Mount the Battery and the Inverter

Mount the battery in the corner, near the case wheels. Orient it in any direction, but ensure it has adequate support in the direction you will use the case. Drill two holes to hold the battery mount bolts, but wait until you ready all components for mounting.

Position the AC inverter so that the outlets are adjacent to the GFCI (ground-fault circuit interrupter) and the outlet and the cables are within the battery’s reach. Mark the inverter’s bottom holes and mount them via machine bolts with washers and nuts. Plug the cord from the GFCI outlet into one inverter outlet and the other remote control cable end into the remote switch panel’s back.

Mount the Charge Controller and the AC Battery Maintainer


Mount the battery maintainer on the back, near the LED light you already mounted. Connect the power cable to the female extension of the AC cord you mounted on the case’s exterior. After mounting all the internal and external components, wire them together.

For a better understanding, go online and watch videos of the process. A solar generator will significantly help in case of outages and when you want to reduce your power bills. You can also use the excess power you generate as an exchangeable for credits with power companies, which they take off your account.

Maintenance and Upgrades

Maintenance and upgrades are important aspects to consider when building your own portable solar generator. Regular maintenance will help ensure that your generator continues to function optimally and provides a reliable source of energy. Additionally, as technology advances, upgrading your generator can help improve its performance and increase its efficiency.

One important maintenance task is to regularly check the battery voltage and make sure it is properly charged.

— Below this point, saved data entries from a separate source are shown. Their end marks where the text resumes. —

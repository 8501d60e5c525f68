use std::sync::Arc;

use axum_test::TestServer;
use devshelf::build_router;
use devshelf::config::Config;
use devshelf::repositories::InMemoryStore;
use devshelf::state::AppState;

/// Test configuration
pub fn test_config() -> Config {
    Config {
        mongodb_url: "mongodb://localhost:27017".to_string(),
        mongodb_database: "devshelf_test".to_string(),
        jwt_secret: "test-jwt-secret-that-is-at-least-32-characters-long".to_string(),
        jwt_expiration_hours: 24,
        host: "127.0.0.1".to_string(),
        port: 0,
    }
}

/// Test application wrapper
pub struct TestApp {
    pub server: TestServer,
    pub state: AppState,
}

impl TestApp {
    /// Create a new test application
    pub async fn new() -> Self {
        let config = test_config();

        // In-memory store keeps tests independent of a running MongoDB
        let store = Arc::new(InMemoryStore::new());
        let state = AppState::with_store(config, store);

        let router = build_router(state.clone());
        let server = TestServer::new(router).expect("Failed to create test server");

        Self { server, state }
    }
}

A fully charged battery will help prevent damage to the cells, and prolong the life of your generator. You should also keep an eye on the battery’s state of charge and replace it if necessary.

In conclusion, it is important to consider maintenance and upgrades when building your own portable solar generator. Regular maintenance will help ensure the longevity and reliability of your generator, while upgrades can improve its performance and efficiency. By taking the time to properly maintain and upgrade your generator, you can enjoy a reliable source of energy for years to come.